Badan PBB untuk Koordinasi Urusan Kemanusiaan (OCHA) mengonfirmasi bahwa lebih dari 65.000 warga Palestina di Gaza utara sedang mengalami kondisi yang tidak manusiawi akibat serangan udara Israel yang terus berlanjut dan kekurangan kebutuhan dasar hidup. Pernyataan tersebut menyoroti “besarnya kematian, kehancuran, dan kelaparan” yang dialami oleh penduduk, serta mendesak agar bantuan kemanusiaan segera diberikan sesuai dengan hukum internasional.
Selain itu, Organisasi Kesehatan Dunia (WHO) melaporkan kegagalan dalam tiga upaya untuk mengirimkan tim medis internasional ke rumah sakit Kamil Adwan dan Al-Awda di Gaza utara setelah Israel menolak masuknya tim medis. WHO berencana mengirimkan misi baru dalam beberapa hari mendatang untuk menyerahkan pasokan medis penting dan mengirimkan 10.000 liter bahan bakar.
Sementara itu, UNICEF telah mengirimkan pasokan medis untuk menangani malnutrisi akut, dan Program Pangan Dunia (WFP) telah mendistribusikan 200 ton bahan makanan untuk membantu warga yang terdampak di utara dan selatan Gaza.
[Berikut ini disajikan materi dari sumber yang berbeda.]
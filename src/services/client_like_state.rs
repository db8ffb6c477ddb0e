use tracing::warn;

use crate::entities::client_like_record::{ClientLikeRecord, LIKED_PROJECTS_KEY};
use crate::interfaces::client_storage::ClientStorageInterface;
use crate::middleware::error::AppResult;

/// The anonymous identity of one device: whatever its storage remembers.
/// Not an account. Clearing the storage forgets every like.
pub struct ClientLikeState<'a, S>
where
    S: ClientStorageInterface,
{
    storage: &'a S,
}

impl<'a, S> ClientLikeState<'a, S>
where
    S: ClientStorageInterface,
{
    pub fn new(storage: &'a S) -> Self {
        Self { storage }
    }

    pub fn has_liked(&self, project_id: &str) -> bool {
        match self.load() {
            Ok(record) => record.contains(project_id),
            Err(err) => {
                warn!("->> has_liked project={project_id} storage unavailable: {err:?}");
                false
            }
        }
    }

    pub fn set_liked(&self, project_id: &str, liked: bool) {
        if let Err(err) = self.store(project_id, liked) {
            warn!("->> set_liked project={project_id} liked={liked} not persisted: {err:?}");
        }
    }

    pub fn liked_projects(&self) -> ClientLikeRecord {
        self.load().unwrap_or_default()
    }

    fn load(&self) -> AppResult<ClientLikeRecord> {
        let Some(raw) = self.storage.read(LIKED_PROJECTS_KEY)? else {
            return Ok(ClientLikeRecord::default());
        };
        match serde_json::from_str::<ClientLikeRecord>(&raw) {
            Ok(record) => Ok(record),
            Err(err) => {
                warn!("->> discarding unreadable {LIKED_PROJECTS_KEY}: {err}");
                Ok(ClientLikeRecord::default())
            }
        }
    }

    fn store(&self, project_id: &str, liked: bool) -> AppResult<()> {
        let mut record = self.load()?;
        if !record.set(project_id, liked) {
            return Ok(());
        }
        let raw = serde_json::to_string(&record)?;
        self.storage.write(LIKED_PROJECTS_KEY, &raw)
    }
}
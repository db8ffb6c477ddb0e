use std::collections::BTreeSet;

use serde::{Deserialize, Serialize};

pub const LIKED_PROJECTS_KEY: &str = "liked_projects";

/// Projects this device has liked. Persisted as a plain JSON array.
#[derive(Debug, Clone, Default, PartialEq, Eq, Serialize, Deserialize)]
#[serde(transparent)]
pub struct ClientLikeRecord {
    pub liked_project_ids: BTreeSet<String>,
}

impl ClientLikeRecord {
    pub fn contains(&self, project_id: &str) -> bool {
        self.liked_project_ids.contains(project_id)
    }

    /// Returns true when the record changed.
    pub fn set(&mut self, project_id: &str, liked: bool) -> bool {
        if liked {
            self.liked_project_ids.insert(project_id.to_string())
        } else {
            self.liked_project_ids.remove(project_id)
        }
    }
}
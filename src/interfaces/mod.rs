pub mod client_storage;
pub mod repositories;
pub mod client_storage;
pub mod validate_utils;
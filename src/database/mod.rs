pub mod client;
pub mod repositories;
pub mod table_names;
pub mod like_counter;
pub mod app;
pub mod cli;
pub mod commands;
pub mod config;
pub mod context;
pub mod error;
pub mod logging;
pub mod output;
pub mod settings;
pub mod templates;

use cli::Cli;
use error::AppResult;

pub fn run(cli: Cli) -> AppResult<()> {
    app::run(cli)
}
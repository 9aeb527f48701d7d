use std::path::{Path, PathBuf};

use serde::Serialize;
use tracing::debug;

use crate::context::AppContext;
use crate::error::AppResult;
use crate::output::{Marker, header, marked};
use crate::settings::{SettingsDocument, SettingsStore, SettingsSummary, raw_preview};

const PREVIEW_LINES: usize = 20;

#[derive(Debug, Serialize)]
#[serde(tag = "status", rename_all = "snake_case")]
pub enum CurrentReport {
    Missing {
        path: PathBuf,
    },
    Parsed {
        path: PathBuf,
        summary: SettingsSummary,
    },
    Unparsed {
        path: PathBuf,
        error: String,
        preview: Vec<String>,
    },
}

pub fn run(ctx: &AppContext) -> AppResult<()> {
    let report = inspect(&ctx.store)?;
    ctx.output.emit(&render(&report), &report)
}

/// Reads the live settings file without modifying anything.
pub fn inspect(store: &impl SettingsStore) -> AppResult<CurrentReport> {
    let path = store.path().to_path_buf();
    if !store.exists() {
        return Ok(CurrentReport::Missing { path });
    }

    let bytes = store.read()?;
    let raw = String::from_utf8_lossy(&bytes);

    let report = match SettingsDocument::parse(&raw) {
        Ok(document) => CurrentReport::Parsed {
            path,
            summary: document.summary(),
        },
        Err(err) => {
            debug!(path = %path.display(), error = %err, "settings file could not be parsed");
            CurrentReport::Unparsed {
                path,
                error: err.to_string(),
                preview: raw_preview(&raw, PREVIEW_LINES),
            }
        }
    };

    Ok(report)
}

pub fn render(report: &CurrentReport) -> Vec<String> {
    match report {
        CurrentReport::Missing { path } => vec![marked(
            Marker::Error,
            &format!("No settings file found at: {}", path.display()),
        )],
        CurrentReport::Parsed { path, summary } => {
            let mut lines = current_file_heading(path);
            lines.push(header("Permissions:"));
            lines.push(format!("  Allowed: {} rules", summary.allowed));
            lines.push(format!("  Denied: {} rules", summary.denied));

            if let Some(env) = &summary.env {
                lines.push(String::new());
                lines.push(header("Environment variables:"));
                lines.extend(env.iter().map(|var| format!("  {} = {}", var.name, var.value)));
            }

            if let Some(servers) = &summary.mcp_servers {
                lines.push(String::new());
                lines.push(header("MCP Servers:"));
                lines.extend(servers.iter().map(|server| format!("  {server}")));
            }

            lines
        }
        CurrentReport::Unparsed { path, preview, .. } => {
            let mut lines = current_file_heading(path);
            lines.push(marked(
                Marker::Warning,
                "Could not parse JSON. Showing raw content:",
            ));
            lines.extend(preview.iter().cloned());
            lines
        }
    }
}

fn current_file_heading(path: &Path) -> Vec<String> {
    vec![
        marked(
            Marker::Info,
            &format!("Current settings file: {}", path.display()),
        ),
        String::new(),
    ]
}
pub mod document;
pub mod store;

pub use document::{DocumentError, EnvVar, SettingsDocument, SettingsSummary, raw_preview};
pub use store::{FileSettingsStore, SettingsStore, backup_stamp};
use serde::Serialize;
use serde_json::Value;
use thiserror::Error;

/// The host application's settings file, read leniently.
///
/// Any JSON document except `null` is accepted. Fields are looked up by name
/// and a field of an unexpected shape summarizes as empty instead of failing.
#[derive(Debug, Clone)]
pub struct SettingsDocument {
    root: Value,
}

#[derive(Debug, Error)]
pub enum DocumentError {
    #[error(transparent)]
    Syntax(#[from] serde_json::Error),
    #[error("settings document is null")]
    Null,
}

#[derive(Debug, Clone, Serialize, PartialEq, Eq)]
pub struct SettingsSummary {
    pub allowed: usize,
    pub denied: usize,
    #[serde(skip_serializing_if = "Option::is_none")]
    pub env: Option<Vec<EnvVar>>,
    #[serde(skip_serializing_if = "Option::is_none")]
    pub mcp_servers: Option<Vec<String>>,
}

#[derive(Debug, Clone, Serialize, PartialEq, Eq)]
pub struct EnvVar {
    pub name: String,
    pub value: String,
}

impl SettingsDocument {
    pub fn parse(raw: &str) -> Result<Self, DocumentError> {
        match serde_json::from_str(raw)? {
            Value::Null => Err(DocumentError::Null),
            root => Ok(Self { root }),
        }
    }

    pub fn summary(&self) -> SettingsSummary {
        let permissions = self.root.get("permissions");
        let rules = |kind: &str| permissions.and_then(|p| p.get(kind)).map_or(0, length);

        SettingsSummary {
            allowed: rules("allow"),
            denied: rules("deny"),
            env: self.section("env").map(|env| {
                entries(env)
                    .into_iter()
                    .map(|(name, value)| EnvVar {
                        name,
                        value: display_value(value),
                    })
                    .collect()
            }),
            mcp_servers: self.section("mcpServers").map(|servers| {
                entries(servers)
                    .into_iter()
                    .map(|(name, _)| name)
                    .collect()
            }),
        }
    }

    /// A top-level field, present only when it holds a truthy value.
    fn section(&self, key: &str) -> Option<&Value> {
        self.root.get(key).filter(|value| is_truthy(value))
    }
}

fn length(value: &Value) -> usize {
    match value {
        Value::Array(items) => items.len(),
        Value::String(text) => text.encode_utf16().count(),
        _ => 0,
    }
}

fn is_truthy(value: &Value) -> bool {
    match value {
        Value::Null => false,
        Value::Bool(flag) => *flag,
        Value::Number(number) => number.as_f64().is_some_and(|n| n != 0.0),
        Value::String(text) => !text.is_empty(),
        Value::Array(_) | Value::Object(_) => true,
    }
}

/// Keys of an object, or indices of an array, in document order.
fn entries(value: &Value) -> Vec<(String, &Value)> {
    match value {
        Value::Object(map) => map.iter().map(|(key, item)| (key.clone(), item)).collect(),
        Value::Array(items) => items
            .iter()
            .enumerate()
            .map(|(index, item)| (index.to_string(), item))
            .collect(),
        _ => Vec::new(),
    }
}

fn display_value(value: &Value) -> String {
    match value {
        Value::String(text) => text.clone(),
        Value::Array(items) => items
            .iter()
            .map(|item| match item {
                Value::Null => String::new(),
                other => display_value(other),
            })
            .collect::<Vec<_>>()
            .join(","),
        Value::Object(_) => "[object Object]".to_string(),
        other => other.to_string(),
    }
}

/// First `limit` newline-separated lines of `raw`, verbatim.
pub fn raw_preview(raw: &str, limit: usize) -> Vec<String> {
    raw.split('\n').take(limit).map(str::to_string).collect()
}
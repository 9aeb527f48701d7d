use std::io;
use std::path::PathBuf;

use thiserror::Error;

pub type AppResult<T> = Result<T, AppError>;

#[derive(Debug, Error)]
pub enum AppError {
    #[error("configuration error: {0}")]
    Config(String),
    #[error("backup to {} failed: {source}", .path.display())]
    Backup {
        path: PathBuf,
        #[source]
        source: io::Error,
    },
    #[error("install to {} failed: {source}", .path.display())]
    Install {
        path: PathBuf,
        #[source]
        source: io::Error,
    },
    #[error("io error: {0}")]
    Io(#[from] io::Error),
    #[error("json error: {0}")]
    Json(#[from] serde_json::Error),
}
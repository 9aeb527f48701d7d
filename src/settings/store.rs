use std::ffi::OsString;
use std::fs;
use std::path::{Path, PathBuf};

use chrono::{DateTime, Utc};
use tracing::{debug, info};

use crate::config::AppPaths;
use crate::error::{AppError, AppResult};

const BACKUP_STAMP_FORMAT: &str = "%Y-%m-%dT%H-%M-%S";

/// Access to the live settings file.
pub trait SettingsStore {
    fn path(&self) -> &Path;
    fn exists(&self) -> bool;
    fn read(&self) -> AppResult<Vec<u8>>;
    /// Copies the live file aside. Returns `None` when there is nothing to back up.
    fn backup(&self, stamp: &str) -> AppResult<Option<PathBuf>>;
    fn install(&self, template: &Path) -> AppResult<()>;
}

#[derive(Debug, Clone)]
pub struct FileSettingsStore {
    paths: AppPaths,
}

impl FileSettingsStore {
    pub fn new(paths: AppPaths) -> Self {
        Self { paths }
    }

    fn unused_backup_path(&self, stamp: &str) -> PathBuf {
        let base = self.paths.backup_file(stamp);
        if !base.exists() {
            return base;
        }

        let mut n = 1;
        loop {
            let mut name = OsString::from(base.as_os_str());
            name.push(format!(".{n}"));
            let candidate = PathBuf::from(name);
            if !candidate.exists() {
                return candidate;
            }
            n += 1;
        }
    }
}

impl SettingsStore for FileSettingsStore {
    fn path(&self) -> &Path {
        self.paths.settings_file()
    }

    fn exists(&self) -> bool {
        self.path().is_file()
    }

    fn read(&self) -> AppResult<Vec<u8>> {
        Ok(fs::read(self.path())?)
    }

    fn backup(&self, stamp: &str) -> AppResult<Option<PathBuf>> {
        if !self.exists() {
            debug!(path = %self.path().display(), "no settings file to back up");
            return Ok(None);
        }

        let target = self.unused_backup_path(stamp);
        fs::copy(self.path(), &target).map_err(|source| AppError::Backup {
            path: target.clone(),
            source,
        })?;

        info!(backup = %target.display(), "backed up settings");
        Ok(Some(target))
    }

    fn install(&self, template: &Path) -> AppResult<()> {
        let target = self.path();
        let install_error = |source: std::io::Error| AppError::Install {
            path: target.to_path_buf(),
            source,
        };

        if let Some(parent) = target.parent() {
            fs::create_dir_all(parent).map_err(install_error)?;
        }
        fs::copy(template, target).map_err(install_error)?;

        info!(template = %template.display(), target = %target.display(), "installed template");
        Ok(())
    }
}

/// Backup timestamp: UTC, whole seconds, filesystem-safe separators.
pub fn backup_stamp(now: DateTime<Utc>) -> String {
    now.format(BACKUP_STAMP_FORMAT).to_string()
}

#[cfg(test)]
mod tests {
    use chrono::TimeZone;

    use super::*;

    fn store() -> (tempfile::TempDir, FileSettingsStore) {
        let dir = tempfile::tempdir().expect("tempdir");
        let store = FileSettingsStore::new(AppPaths::for_root(dir.path()));
        (dir, store)
    }

    #[test]
    fn formats_stamp_without_fraction_or_zone() {
        let now = Utc
            .with_ymd_and_hms(2026, 2, 16, 9, 5, 7)
            .single()
            .expect("valid time")
            + chrono::Duration::milliseconds(789);
        assert_eq!(backup_stamp(now), "2026-02-16T09-05-07");
    }

    #[test]
    fn backup_without_settings_is_noop() {
        let (_dir, store) = store();
        assert!(store.backup("2026-02-16T09-05-07").expect("backup").is_none());
    }

    #[test]
    fn backup_copies_bytes() {
        let (_dir, store) = store();
        fs::create_dir_all(store.path().parent().expect("parent")).expect("mkdir");
        fs::write(store.path(), b"{\"env\":{}}").expect("write");

        let backup = store
            .backup("2026-02-16T09-05-07")
            .expect("backup")
            .expect("backup path");
        assert!(
            backup
                .to_string_lossy()
                .ends_with("settings.json.backup.2026-02-16T09-05-07")
        );
        assert_eq!(fs::read(backup).expect("read"), b"{\"env\":{}}");
    }

    #[test]
    fn same_second_backups_do_not_clobber() {
        let (_dir, store) = store();
        fs::create_dir_all(store.path().parent().expect("parent")).expect("mkdir");
        fs::write(store.path(), "first").expect("write");
        let first = store.backup("stamp").expect("backup").expect("path");

        fs::write(store.path(), "second").expect("write");
        let second = store.backup("stamp").expect("backup").expect("path");

        assert_ne!(first, second);
        assert!(second.to_string_lossy().ends_with("settings.json.backup.stamp.1"));
        assert_eq!(fs::read_to_string(first).expect("read"), "first");
        assert_eq!(fs::read_to_string(second).expect("read"), "second");
    }

    #[test]
    fn install_creates_claude_dir() {
        let (dir, store) = store();
        let template = dir.path().join("template.json");
        fs::write(&template, "{\"permissions\":{}}").expect("write");

        store.install(&template).expect("install");
        assert_eq!(store.read().expect("read"), b"{\"permissions\":{}}");
    }

    #[test]
    fn install_reports_missing_template() {
        let (dir, store) = store();
        let err = store
            .install(&dir.path().join("missing.json"))
            .expect_err("install should fail");
        assert!(matches!(err, AppError::Install { .. }));
    }
}
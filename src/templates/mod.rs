pub mod catalog;
pub mod resolver;

pub use catalog::{CategoryListing, TemplateCatalog};
pub use resolver::resolve;
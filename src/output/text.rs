use std::io::{self, Write};

use colored::Colorize;

use crate::error::AppResult;

#[derive(Debug, Clone, Copy, Eq, PartialEq)]
pub enum Marker {
    Success,
    Error,
    Warning,
    Info,
}

pub fn marked(marker: Marker, message: &str) -> String {
    match marker {
        Marker::Success => format!("✓ {message}").green().to_string(),
        Marker::Error => format!("✗ {message}").red().to_string(),
        Marker::Warning => format!("⚠ {message}").yellow().to_string(),
        Marker::Info => message.cyan().to_string(),
    }
}

pub fn header(title: &str) -> String {
    title.yellow().to_string()
}

pub fn print_line(line: &str) -> AppResult<()> {
    write_line(&mut io::stdout().lock(), line)
}

pub fn write_line(out: &mut impl Write, line: &str) -> AppResult<()> {
    writeln!(out, "{line}")?;
    out.flush()?;
    Ok(())
}
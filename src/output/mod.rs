pub mod json;
pub mod text;

use serde::Serialize;

use crate::error::AppResult;

pub use text::{Marker, header, marked};

/// Turns off ANSI styling for the whole test process. Rendering tests compare
/// plain text and never re-enable color.
#[cfg(test)]
pub(crate) fn plain() {
    colored::control::set_override(false);
}

#[derive(Debug, Clone, Copy, Eq, PartialEq)]
pub enum OutputMode {
    Text,
    Json,
}

#[derive(Debug, Clone, Copy)]
pub struct Output {
    mode: OutputMode,
}

impl Output {
    pub fn new(json: bool) -> Self {
        let mode = if json {
            OutputMode::Json
        } else {
            OutputMode::Text
        };
        Self { mode }
    }

    pub fn emit<T: Serialize>(&self, lines: &[String], json_value: &T) -> AppResult<()> {
        match self.mode {
            OutputMode::Text => text::print_line(&lines.join("\n")),
            OutputMode::Json => json::print(json_value),
        }
    }
}
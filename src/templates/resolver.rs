use std::path::PathBuf;

use tracing::{debug, trace};

use crate::config::{AppPaths, CATEGORIES};

/// Finds the template file for `name`.
///
/// The flat templates directory is checked first, then each category in
/// [`CATEGORIES`] order. The first existing file wins.
pub fn resolve(paths: &AppPaths, name: &str) -> Option<PathBuf> {
    let candidates = std::iter::once(paths.flat_template(name)).chain(
        CATEGORIES
            .iter()
            .map(|category| paths.category_template(category, name)),
    );

    for candidate in candidates {
        trace!(path = %candidate.display(), "probing template");
        if candidate.is_file() {
            debug!(template = name, path = %candidate.display(), "resolved template");
            return Some(candidate);
        }
    }

    debug!(template = name, "template not found");
    None
}

#[cfg(test)]
mod tests {
    use std::fs;
    use std::path::Path;

    use super::*;

    fn write(path: &Path, body: &str) {
        fs::create_dir_all(path.parent().expect("parent")).expect("mkdir");
        fs::write(path, body).expect("write");
    }

    #[test]
    fn flat_location_shadows_categories() {
        let dir = tempfile::tempdir().expect("tempdir");
        let paths = AppPaths::for_root(dir.path());
        write(&paths.flat_template("dev-full"), "{}");
        write(&paths.category_template("development", "dev-full"), "{}");

        assert_eq!(resolve(&paths, "dev-full"), Some(paths.flat_template("dev-full")));
    }

    #[test]
    fn earlier_category_wins() {
        let dir = tempfile::tempdir().expect("tempdir");
        let paths = AppPaths::for_root(dir.path());
        write(&paths.category_template("production", "shared"), "{}");
        write(&paths.category_template("testing", "shared"), "{}");

        assert_eq!(
            resolve(&paths, "shared"),
            Some(paths.category_template("testing", "shared"))
        );
    }

    #[test]
    fn finds_template_in_last_category() {
        let dir = tempfile::tempdir().expect("tempdir");
        let paths = AppPaths::for_root(dir.path());
        write(&paths.category_template("specialized", "audit"), "{}");

        assert_eq!(
            resolve(&paths, "audit"),
            Some(paths.category_template("specialized", "audit"))
        );
    }

    #[test]
    fn missing_everywhere_is_none() {
        let dir = tempfile::tempdir().expect("tempdir");
        let paths = AppPaths::for_root(dir.path());
        write(&paths.category_template("development", "dev-full"), "{}");

        assert_eq!(resolve(&paths, "dev"), None);
    }
}
pub mod current;
pub mod help;
pub mod list;
pub mod switch;
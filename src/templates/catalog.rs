use std::fs;

use serde::Serialize;
use tracing::debug;

use crate::config::{AppPaths, CATEGORIES, TEMPLATE_EXTENSION};
use crate::error::AppResult;

#[derive(Debug, Clone, Default, Serialize)]
pub struct TemplateCatalog {
    pub categories: Vec<CategoryListing>,
}

#[derive(Debug, Clone, Serialize)]
pub struct CategoryListing {
    pub category: String,
    pub templates: Vec<String>,
}

impl TemplateCatalog {
    /// Scans the category directories. The flat templates directory is not
    /// enumerated, and template names keep directory enumeration order.
    pub fn scan(paths: &AppPaths) -> AppResult<Self> {
        let mut categories = Vec::new();

        for category in CATEGORIES {
            let dir = paths.category_dir(category);
            if !dir.is_dir() {
                debug!(category, "skipping missing category directory");
                continue;
            }

            let mut templates = Vec::new();
            for entry in fs::read_dir(&dir)? {
                let file_name = entry?.file_name();
                if let Some(name) = template_name(&file_name.to_string_lossy()) {
                    templates.push(name.to_string());
                }
            }

            categories.push(CategoryListing {
                category: category.to_string(),
                templates,
            });
        }

        Ok(Self { categories })
    }
}

fn template_name(file_name: &str) -> Option<&str> {
    file_name
        .strip_suffix(TEMPLATE_EXTENSION)
        .and_then(|stem| stem.strip_suffix('.'))
}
Serangan Terus Berlanjut dan Puluhan Korban Jiwa
Pada Minggu kemarin, badan pertahanan sipil Palestina melaporkan penemuan 30 jenazah, termasuk anak-anak dan wanita, dari reruntuhan sebuah gedung perumahan yang dibom oleh serangan udara Israel di Beit Lahia, Gaza utara. Sumber-sumber setempat menyatakan bahwa serangan artileri intensif dan pesawat tak berawak Israel menghalangi upaya penyelamatan selama lebih dari 6 jam.
Di Gaza tengah, setidaknya 20 orang, termasuk anak-anak dan wanita, tewas dalam serangan Israel yang menargetkan sebuah rumah di Kamp Pengungsi al-Bureij. Saksi mata melaporkan kehancuran total pada bangunan yang menampung lebih dari 75 pengungsi.
Pemerintah Palestina menggambarkan serangan tersebut sebagai “genosida”, sementara Hamas menganggap serangan terhadap warga sipil ini sebagai bukti “keinginan Israel untuk melanjutkan perang pemusnahan dan balas dendam.”
Sejak dimulainya perang pemusnahan pada 7 Oktober 2023, lebih dari 43.846 warga Palestina tewas, sebagian besar adalah anak-anak dan wanita, menurut Kementerian Kesehatan Gaza. Krisis kemanusiaan semakin parah dengan berlanjutnya operasi militer dan pengepungan, mengakibatkan keterbatasan akses terhadap kebutuhan dasar seperti air, makanan, dan perawatan medis. Seruan untuk bantuan kemanusiaan dan perlindungan warga sipil berdasarkan hukum internasional semakin mendesak dari berbagai organisasi internasional.